While other kids probably dreamed about having superpowers, my dreams were about a future that was more grounded in possibility than fantasy, about inventions that, with the right combination of genius and determination, were possible. Having my own personal television, one small enough to take anywhere and where I could watch anything I wanted, anytime, was something I knew would come eventually. And while the mini TV (remember this, or this?) was an encouraging sign, the technology was still many years away.
Fast forward to today… I’m watching Mad Men on my iPad and in my still pragmatic dreams, it’s not a leap to think that twenty years from now, we will be living in a very self-curated world. I imagine a world customized for me, my every activity synched and automated based on my personal calendar and a pre-defined set of parameters. A lunch meeting would automatically trigger a series of actions based on the meeting attendees, our location and our preferences. Reservations would be made, train tickets or flights purchased automatically and without any additional input from me.

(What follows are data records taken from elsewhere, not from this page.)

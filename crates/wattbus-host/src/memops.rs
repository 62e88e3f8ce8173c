//! Flash memory operation state machine
//!
//! Drives the port-3 four-step protocol: erase, write (start / data... /
//! finalize), and read (request / data...). Write offsets increase strictly
//! and the unacknowledged window stays within the instrument's receive
//! buffer; any out-of-sequence message aborts the operation with a
//! `sequence` error.

use tracing::{debug, warn};
use wattbus_core::error::Error;
use wattbus_wire::memory::MemoryMsg;

/// Bytes the instrument can buffer ahead of its acks
const WINDOW_DEFAULT: u32 = 4096;
/// Bytes per write-data chunk
const CHUNK_DEFAULT: u16 = 256;

/// Completion of one memory operation
#[derive(Debug, PartialEq, Eq)]
pub enum MemResult {
    /// Erase or write finished
    Done(Result<(), Error>),
    /// Read finished with the collected bytes
    ReadDone(Result<Vec<u8>, Error>),
}

enum State {
    Idle,
    Erasing {
        region: u8,
    },
    Writing {
        region: u8,
        data: Vec<u8>,
        sent: u32,
        acked: u32,
        finalize_sent: bool,
    },
    Reading {
        region: u8,
        next_offset: u32,
        length: u32,
        out: Vec<u8>,
    },
}

/// One in-progress memory operation per device
pub struct MemOps {
    state: State,
    window: u32,
    chunk: u16,
}

impl Default for MemOps {
    fn default() -> Self {
        Self {
            state: State::Idle,
            window: WINDOW_DEFAULT,
            chunk: CHUNK_DEFAULT,
        }
    }
}

impl MemOps {
    pub fn new(window: u32, chunk: u16) -> Self {
        Self {
            state: State::Idle,
            window,
            chunk: chunk.max(1),
        }
    }

    /// Whether an operation is in progress.
    pub fn is_busy(&self) -> bool {
        !matches!(self.state, State::Idle)
    }

    /// Begin an erase.
    pub fn start_erase(&mut self, region: u8) -> Result<Vec<MemoryMsg>, Error> {
        if self.is_busy() {
            return Err(Error::Busy);
        }
        self.state = State::Erasing { region };
        Ok(vec![MemoryMsg::Erase { region }])
    }

    /// Begin a write; emits write-start plus the first window of chunks.
    pub fn start_write(&mut self, region: u8, data: Vec<u8>) -> Result<Vec<MemoryMsg>, Error> {
        if self.is_busy() {
            return Err(Error::Busy);
        }
        if data.is_empty() {
            return Err(Error::ParameterInvalid("empty write".into()));
        }
        let mut msgs = vec![MemoryMsg::WriteStart {
            region,
            size: data.len() as u32,
        }];
        let mut sent = 0;
        msgs.extend(fill_window(
            region,
            &data,
            &mut sent,
            0,
            self.window,
            self.chunk,
        ));
        self.state = State::Writing {
            region,
            data,
            sent,
            acked: 0,
            finalize_sent: false,
        };
        Ok(msgs)
    }

    /// Begin a read.
    pub fn start_read(
        &mut self,
        region: u8,
        offset: u32,
        length: u32,
    ) -> Result<Vec<MemoryMsg>, Error> {
        if self.is_busy() {
            return Err(Error::Busy);
        }
        if length == 0 {
            return Err(Error::ParameterInvalid("empty read".into()));
        }
        self.state = State::Reading {
            region,
            next_offset: offset,
            length,
            out: Vec::with_capacity(length as usize),
        };
        Ok(vec![MemoryMsg::ReadReq {
            region,
            offset,
            length,
        }])
    }

    /// Feed one inbound port-3 message; returns messages to send and the
    /// operation result once it completes (or aborts).
    pub fn on_msg(&mut self, msg: MemoryMsg) -> (Vec<MemoryMsg>, Option<MemResult>) {
        match msg {
            MemoryMsg::Ack {
                op, offset, status, ..
            } => self.on_ack(op, offset, status),
            MemoryMsg::ReadData { offset, data, .. } => self.on_read_data(offset, data),
            other => {
                warn!("unexpected memory message: {other:?}");
                (Vec::new(), None)
            }
        }
    }

    fn on_ack(&mut self, _op: u8, offset: u32, status: u8) -> (Vec<MemoryMsg>, Option<MemResult>) {
        if status != 0 {
            let err = Error::from_code(status).unwrap_or(Error::Io("memory ack".into()));
            return self.abort(err);
        }
        match std::mem::replace(&mut self.state, State::Idle) {
            State::Erasing { .. } => (Vec::new(), Some(MemResult::Done(Ok(())))),
            State::Writing {
                region,
                data,
                mut sent,
                acked,
                finalize_sent,
            } => {
                if finalize_sent {
                    // Finalize acknowledged: the write is committed.
                    return (Vec::new(), Some(MemResult::Done(Ok(()))));
                }
                // Write-data ack; committed offsets must advance.
                if (offset <= acked && acked != 0) || offset > sent {
                    debug!("memory ack out of sequence: {offset} (acked {acked}, sent {sent})");
                    return (Vec::new(), Some(MemResult::Done(Err(Error::Sequence))));
                }
                let acked = offset;
                let mut msgs = fill_window(region, &data, &mut sent, acked, self.window, self.chunk);
                let mut finalize_sent = false;
                if sent == data.len() as u32 && acked == sent {
                    finalize_sent = true;
                    msgs.push(MemoryMsg::WriteFinalize { region });
                }
                self.state = State::Writing {
                    region,
                    data,
                    sent,
                    acked,
                    finalize_sent,
                };
                (msgs, None)
            }
            other => {
                self.state = other;
                (Vec::new(), None)
            }
        }
    }

    fn on_read_data(&mut self, offset: u32, data: Vec<u8>) -> (Vec<MemoryMsg>, Option<MemResult>) {
        let State::Reading {
            next_offset,
            length,
            out,
            ..
        } = &mut self.state
        else {
            return (Vec::new(), None);
        };
        // Offsets must arrive strictly in order.
        if offset != *next_offset {
            debug!("read data out of sequence: {offset} != {next_offset}");
            return self.abort(Error::Sequence);
        }
        *next_offset += data.len() as u32;
        out.extend_from_slice(&data);
        if out.len() as u32 >= *length {
            let mut collected = std::mem::take(out);
            collected.truncate(*length as usize);
            self.state = State::Idle;
            return (Vec::new(), Some(MemResult::ReadDone(Ok(collected))));
        }
        (Vec::new(), None)
    }

    /// Abort the in-progress operation, reporting the taxon.
    fn abort(&mut self, err: Error) -> (Vec<MemoryMsg>, Option<MemResult>) {
        let result = match std::mem::replace(&mut self.state, State::Idle) {
            State::Idle => return (Vec::new(), None),
            State::Reading { .. } => MemResult::ReadDone(Err(err)),
            _ => MemResult::Done(Err(err)),
        };
        (Vec::new(), Some(result))
    }
}

/// Queue write chunks while the unacked window allows.
fn fill_window(
    region: u8,
    data: &[u8],
    sent: &mut u32,
    acked: u32,
    window: u32,
    chunk: u16,
) -> Vec<MemoryMsg> {
    let mut msgs = Vec::new();
    while *sent < data.len() as u32 && *sent - acked < window {
        let offset = *sent;
        let end = (offset + u32::from(chunk)).min(data.len() as u32);
        msgs.push(MemoryMsg::WriteData {
            region,
            offset,
            data: data[offset as usize..end as usize].to_vec(),
        });
        *sent = end;
    }
    msgs
}

#[cfg(test)]
mod tests {
    use super::*;

    const OP_WRITE_DATA: u8 = 3;
    const OP_WRITE_FINALIZE: u8 = 4;

    fn ack(op: u8, offset: u32) -> MemoryMsg {
        MemoryMsg::Ack {
            region: 0,
            op,
            offset,
            status: 0,
        }
    }

    #[test]
    fn test_erase_flow() {
        let mut ops = MemOps::default();
        let msgs = ops.start_erase(1).unwrap();
        assert_eq!(msgs, vec![MemoryMsg::Erase { region: 1 }]);
        assert!(ops.is_busy());
        assert!(ops.start_erase(2).is_err());

        let (out, result) = ops.on_msg(ack(1, 0));
        assert!(out.is_empty());
        assert_eq!(result, Some(MemResult::Done(Ok(()))));
        assert!(!ops.is_busy());
    }

    #[test]
    fn test_write_windowing_and_finalize() {
        let mut ops = MemOps::new(512, 256);
        let data = vec![0xABu8; 1024];
        let msgs = ops.start_write(0, data).unwrap();
        // Start + two 256-byte chunks fill the 512-byte window.
        assert_eq!(msgs.len(), 3);
        assert!(matches!(msgs[0], MemoryMsg::WriteStart { size: 1024, .. }));
        assert!(matches!(
            msgs[1],
            MemoryMsg::WriteData { offset: 0, .. }
        ));
        assert!(matches!(
            msgs[2],
            MemoryMsg::WriteData { offset: 256, .. }
        ));

        // Ack of the first chunk opens window for one more.
        let (out, result) = ops.on_msg(ack(OP_WRITE_DATA, 256));
        assert!(result.is_none());
        assert_eq!(out.len(), 1);
        assert!(matches!(out[0], MemoryMsg::WriteData { offset: 512, .. }));

        let (out, _) = ops.on_msg(ack(OP_WRITE_DATA, 512));
        assert!(matches!(out[0], MemoryMsg::WriteData { offset: 768, .. }));

        let (out, result) = ops.on_msg(ack(OP_WRITE_DATA, 768));
        assert!(result.is_none());
        assert!(out.is_empty());

        // Final data ack: everything sent and acked, finalize goes out.
        let (out, result) = ops.on_msg(ack(OP_WRITE_DATA, 1024));
        assert!(result.is_none());
        assert_eq!(out, vec![MemoryMsg::WriteFinalize { region: 0 }]);

        let (_, result) = ops.on_msg(ack(OP_WRITE_FINALIZE, 1024));
        assert_eq!(result, Some(MemResult::Done(Ok(()))));
        assert!(!ops.is_busy());
    }

    #[test]
    fn test_write_ack_regression_is_sequence_error() {
        let mut ops = MemOps::new(512, 256);
        ops.start_write(0, vec![0u8; 1024]).unwrap();
        ops.on_msg(ack(OP_WRITE_DATA, 256));
        let (_, result) = ops.on_msg(ack(OP_WRITE_DATA, 128));
        assert_eq!(result, Some(MemResult::Done(Err(Error::Sequence))));
        assert!(!ops.is_busy(), "aborted operation cleans up");
    }

    #[test]
    fn test_read_flow() {
        let mut ops = MemOps::default();
        let msgs = ops.start_read(2, 128, 600).unwrap();
        assert_eq!(
            msgs,
            vec![MemoryMsg::ReadReq {
                region: 2,
                offset: 128,
                length: 600
            }]
        );

        let (_, result) = ops.on_msg(MemoryMsg::ReadData {
            region: 2,
            offset: 128,
            data: vec![1u8; 512],
        });
        assert!(result.is_none());

        let (_, result) = ops.on_msg(MemoryMsg::ReadData {
            region: 2,
            offset: 640,
            data: vec![2u8; 512],
        });
        match result {
            Some(MemResult::ReadDone(Ok(data))) => {
                assert_eq!(data.len(), 600);
                assert_eq!(data[0], 1);
                assert_eq!(data[599], 2);
            }
            other => panic!("unexpected result: {other:?}"),
        }
    }

    #[test]
    fn test_read_out_of_sequence_aborts() {
        let mut ops = MemOps::default();
        ops.start_read(0, 0, 1024).unwrap();
        let (_, result) = ops.on_msg(MemoryMsg::ReadData {
            region: 0,
            offset: 512, // skipped the first chunk
            data: vec![0u8; 512],
        });
        assert_eq!(result, Some(MemResult::ReadDone(Err(Error::Sequence))));
    }

    #[test]
    fn test_error_status_ack_aborts() {
        let mut ops = MemOps::default();
        ops.start_erase(0).unwrap();
        let (_, result) = ops.on_msg(MemoryMsg::Ack {
            region: 0,
            op: 1,
            offset: 0,
            status: Error::Integrity.code(),
        });
        assert_eq!(result, Some(MemResult::Done(Err(Error::Integrity))));
    }
}
#[cfg(test)]
mod tests {
    use super::*;

    /// Unity calibration keeps test arithmetic transparent: i == i_code.
    fn unity_cal() -> Calibration {
        Calibration {
            i_offset: [0.0; 8],
            i_gain: [1.0, 1.0, 1.0, 1.0, 1.0, 1.0, 1.0, 0.0],
            v_offset: [0.0, 0.0],
            v_gain: [1.0, 1.0],
        }
    }

    fn run(sp: &mut SampleProcessor, raws: &[u32]) -> Vec<CalSample> {
        raws.iter().filter_map(|&r| sp.process(r)).collect()
    }

    #[test]
    fn test_matrix_lookup() {
        assert_eq!(SuppressMatrix::Conservative.window(3, 5), 7);
        assert_eq!(SuppressMatrix::Conservative.window(5, 5), 0);
        assert_eq!(SuppressMatrix::Aggressive.window(3, 5), 10);
        assert_eq!(SuppressMatrix::Manual(6).window(0, 4), 6);
        assert_eq!(SuppressMatrix::Manual(6).window(4, 4), 0);
        // Every aggressive window is at least the conservative one.
        for from in 0..9u8 {
            for to in 0..9u8 {
                assert!(
                    SuppressMatrix::Aggressive.window(from, to)
                        >= SuppressMatrix::Conservative.window(from, to)
                );
            }
        }
    }

    #[test]
    fn test_decode_and_calibrate() {
        let mut sp = SampleProcessor::new(
            unity_cal(),
            SuppressMode::Interp,
            SuppressMatrix::Conservative,
        );
        let raw = pack_raw(1000, 2000, 5, true);
        // Prime past the delay line with the same sample.
        let out = run(&mut sp, &vec![raw; DELAY as usize + 1]);
        assert_eq!(out.len(), 1);
        let s = out[0];
        assert_eq!(s.i, 1000.0);
        assert_eq!(s.v, 2000.0);
        assert_eq!(s.p, 2_000_000.0);
        assert_eq!(s.current_range, 5);
        assert!(s.gpi0);
        assert!(!s.gpi1);
    }

    #[test]
    fn test_range_off_zeroes_current() {
        let mut sp = SampleProcessor::new(
            unity_cal(),
            SuppressMode::Interp,
            SuppressMatrix::Conservative,
        );
        let raw = pack_raw(1234, 500, I_RANGE_OFF, false);
        let out = run(&mut sp, &vec![raw; DELAY as usize + 1]);
        assert_eq!(out[0].i, 0.0);
        assert_eq!(out[0].p, 0.0);
        assert_eq!(out[0].v, 500.0);
    }

    #[test]
    fn test_missing_sample_counted_and_nan() {
        let mut sp = SampleProcessor::new(
            unity_cal(),
            SuppressMode::Nan,
            SuppressMatrix::Conservative,
        );
        let good = pack_raw(100, 100, 2, false);
        let mut raws = vec![good; 10];
        raws.push(RAW_MISSING);
        raws.extend(vec![good; DELAY as usize + 10]);
        let out = run(&mut sp, &raws);
        assert_eq!(sp.sample_missing_count(), 1);
        assert_eq!(out[10].current_range, I_RANGE_MISSING);
        assert!(out[10].i.is_nan());
    }

    #[test]
    fn test_nan_mode_blankets_window() {
        let mut sp = SampleProcessor::new(
            unity_cal(),
            SuppressMode::Nan,
            SuppressMatrix::Conservative,
        );
        let a = pack_raw(1000, 100, 3, false);
        let b = pack_raw(3000, 100, 5, false);
        let mut raws = vec![a; 100];
        raws.extend(vec![b; 100]);
        let out = run(&mut sp, &raws);
        assert_eq!(out.len(), 200 - DELAY as usize);

        // Window N[3][5] = 7 starting at the first range-5 sample.
        for k in 0..7 {
            assert!(out[100 + k].i.is_nan(), "sample {k} not suppressed");
        }
        assert_eq!(out[99].i, 1000.0);
        assert_eq!(out[107].i, 3000.0);
    }

    #[test]
    fn test_interp_mode_ramps_between_means() {
        let mut sp = SampleProcessor::new(
            unity_cal(),
            SuppressMode::Interp,
            SuppressMatrix::Conservative,
        );
        let a = pack_raw(1000, 100, 3, false);
        let b = pack_raw(3000, 100, 5, false);
        let mut raws = vec![a; 100];
        raws.extend(vec![b; 100]);
        let out = run(&mut sp, &raws);

        assert_eq!(out[99].i, 1000.0);
        assert_eq!(out[107].i, 3000.0);
        let mut prev = 1000.0;
        for k in 0..7 {
            let s = out[100 + k];
            assert!(!s.i.is_nan(), "interp produced NaN at {k}");
            assert!(s.i > prev && s.i < 3000.0, "not interpolating at {k}: {}", s.i);
            assert!((s.p - s.i * s.v).abs() < 1e-3);
            prev = s.i;
        }
        // Window k: 1000 + 2000 * (k+1)/8.
        assert!((out[100].i - 1250.0).abs() < 1e-3);
        assert!((out[106].i - 2750.0).abs() < 1e-3);
    }

    #[test]
    fn test_mean_mode_flattens_window() {
        let mut sp = SampleProcessor::new(
            unity_cal(),
            SuppressMode::Mean,
            SuppressMatrix::Conservative,
        );
        let a = pack_raw(1000, 100, 3, false);
        let b = pack_raw(3000, 100, 5, false);
        let mut raws = vec![a; 100];
        raws.extend(vec![b; 100]);
        let out = run(&mut sp, &raws);
        for k in 0..7 {
            assert_eq!(out[100 + k].i, 2000.0, "window sample {k}");
        }
    }

    #[test]
    fn test_pinned_range_decodes_gpi1() {
        let mut sp = SampleProcessor::new(
            unity_cal(),
            SuppressMode::Interp,
            SuppressMatrix::Conservative,
        );
        sp.set_pinned_range(Some(2));
        // Range bit 1 set in the current half-word reads as gpi1 when pinned.
        let raw = pack_raw(100, 100, 0b10, false);
        let out = run(&mut sp, &vec![raw; DELAY as usize + 1]);
        assert_eq!(out[0].current_range, 2);
        assert!(out[0].gpi1);
    }

    #[test]
    fn test_no_allocation_state_is_ring_only() {
        // Pure-function property: identical raw streams produce identical
        // outputs from a fresh processor.
        let raws: Vec<u32> = (0..200u32)
            .map(|n| pack_raw((n % 50) as u16 * 100, 200, (n / 64 % 3) as u8, false))
            .collect();
        let mut sp1 = SampleProcessor::new(
            unity_cal(),
            SuppressMode::Interp,
            SuppressMatrix::Aggressive,
        );
        let mut sp2 = SampleProcessor::new(
            unity_cal(),
            SuppressMode::Interp,
            SuppressMatrix::Aggressive,
        );
        assert_eq!(run(&mut sp1, &raws), run(&mut sp2, &raws));
    }
}
//! Server configuration file support.
//!
//! Settings are read from `sleepcalc.toml` when one is found, then
//! `HOST` / `PORT` from the environment override the file.

use serde::{Deserialize, Serialize};
use std::env;
use std::fs;
use std::net::SocketAddr;
use std::path::{Path, PathBuf};

use crate::error::{CalcError, CalcResult};

/// Top-level server configuration.
#[derive(Debug, Clone, Default, PartialEq, Eq, Serialize, Deserialize)]
pub struct ServerConfig {
    #[serde(default)]
    pub server: ServerSettings,
    #[serde(default)]
    pub cors: CorsSettings,
}

/// Listen address settings.
#[derive(Debug, Clone, PartialEq, Eq, Serialize, Deserialize)]
pub struct ServerSettings {
    #[serde(default = "default_host")]
    pub host: String,
    #[serde(default = "default_port")]
    pub port: u16,
}

/// CORS settings.
#[derive(Debug, Clone, PartialEq, Eq, Serialize, Deserialize)]
pub struct CorsSettings {
    /// Allow any origin, method and header.
    #[serde(default = "default_true")]
    pub permissive: bool,
}

fn default_host() -> String {
    "0.0.0.0".to_string()
}

fn default_port() -> u16 {
    8080
}

fn default_true() -> bool {
    true
}

impl Default for ServerSettings {
    fn default() -> Self {
        Self {
            host: default_host(),
            port: default_port(),
        }
    }
}

impl Default for CorsSettings {
    fn default() -> Self {
        Self {
            permissive: default_true(),
        }
    }
}

impl ServerConfig {
    /// Load configuration from a TOML file.
    ///
    /// # Arguments
    /// * `path` - Path to the configuration file
    ///
    /// # Returns
    /// * `Ok(ServerConfig)` if successful
    /// * `Err(CalcError::Config)` if the file cannot be read or parsed
    pub fn from_file<P: AsRef<Path>>(path: P) -> CalcResult<Self> {
        let content = fs::read_to_string(path.as_ref())
            .map_err(|e| CalcError::Config(format!("Failed to read config file: {}", e)))?;

        toml::from_str(&content)
            .map_err(|e| CalcError::Config(format!("Failed to parse config file: {}", e)))
    }

    /// Load configuration from the first `sleepcalc.toml` found in:
    /// 1. Current directory
    /// 2. `backend/` directory
    /// 3. Parent directory
    ///
    /// Falls back to defaults when none exists.
    pub fn from_default_location() -> CalcResult<Self> {
        let search_paths = [
            PathBuf::from("sleepcalc.toml"),
            PathBuf::from("backend/sleepcalc.toml"),
            PathBuf::from("../sleepcalc.toml"),
        ];

        for path in &search_paths {
            if path.exists() {
                log::info!("Loading configuration from {}", path.display());
                return Self::from_file(path);
            }
        }

        Ok(Self::default())
    }

    /// Apply `HOST` and `PORT` environment overrides.
    pub fn with_env_overrides(mut self) -> CalcResult<Self> {
        if let Ok(host) = env::var("HOST") {
            self.server.host = host;
        }
        if let Ok(port) = env::var("PORT") {
            self.server.port = port
                .parse()
                .map_err(|_| CalcError::Config(format!("PORT must be a valid port number, got '{}'", port)))?;
        }
        Ok(self)
    }

    /// Default-location file plus environment overrides.
    pub fn load() -> CalcResult<Self> {
        Self::from_default_location()?.with_env_overrides()
    }

    /// Socket address to bind.
    pub fn bind_addr(&self) -> CalcResult<SocketAddr> {
        format!("{}:{}", self.server.host, self.server.port)
            .parse()
            .map_err(|e| CalcError::Config(format!("Invalid bind address: {}", e)))
    }
}
use std::sync::Mutex;

static ENV_LOCK: Mutex<()> = Mutex::new(());

/// Runs `f` with `HOST`/`PORT` style variables temporarily set or removed.
///
/// Tests touching the process environment are serialized through `ENV_LOCK`,
/// and the previous values are restored even if `f` panics.
pub fn with_scoped_env<F, R>(changes: &[(&str, Option<&str>)], f: F) -> R
where
    F: FnOnce() -> R,
{
    let _lock = ENV_LOCK.lock().unwrap_or_else(|e| e.into_inner());
    let _restore = EnvRestore::apply(changes);
    f()
}

struct EnvRestore {
    previous: Vec<(String, Option<String>)>,
}

impl EnvRestore {
    fn apply(changes: &[(&str, Option<&str>)]) -> Self {
        let previous = changes
            .iter()
            .map(|(k, _)| (k.to_string(), std::env::var(k).ok()))
            .collect();

        for (k, v) in changes {
            set_or_remove(k, *v);
        }

        Self { previous }
    }
}

impl Drop for EnvRestore {
    fn drop(&mut self) {
        // reverse order so a key listed twice ends at its original value
        for (k, v) in self.previous.drain(..).rev() {
            set_or_remove(&k, v.as_deref());
        }
    }
}

fn set_or_remove(key: &str, value: Option<&str>) {
    match value {
        Some(val) => std::env::set_var(key, val),
        None => std::env::remove_var(key),
    }
}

I see hints of this “reality” today, just as I could imagine that one day, I’d be watching Serie A on the train ride home. While there are many technological and behavioral (not to mention security and privacy-related) boundaries to be crossed in the meantime, semantic technology is an important piece of this puzzle.
Data/information does not exist in a vacuum, and it is becoming easier to interconnect it with systems and technologies to design products that define a user experience increasingly similar to my idea of a “realistic future”.
Semantic technology excels in areas that present the biggest challenges for our information and data driven society by resolving context and connection within and between information. Semantics is increasingly being used to connect information silos and resolve disparities in data (particularly useful in the cases of acquisitions or consolidations), resulting in greater visibility of information assets and intelligence that can be translated to product innovation.
In this way, semantics will bridge gaps, contributing to the more connected, accessible and intuitive world that I imagine.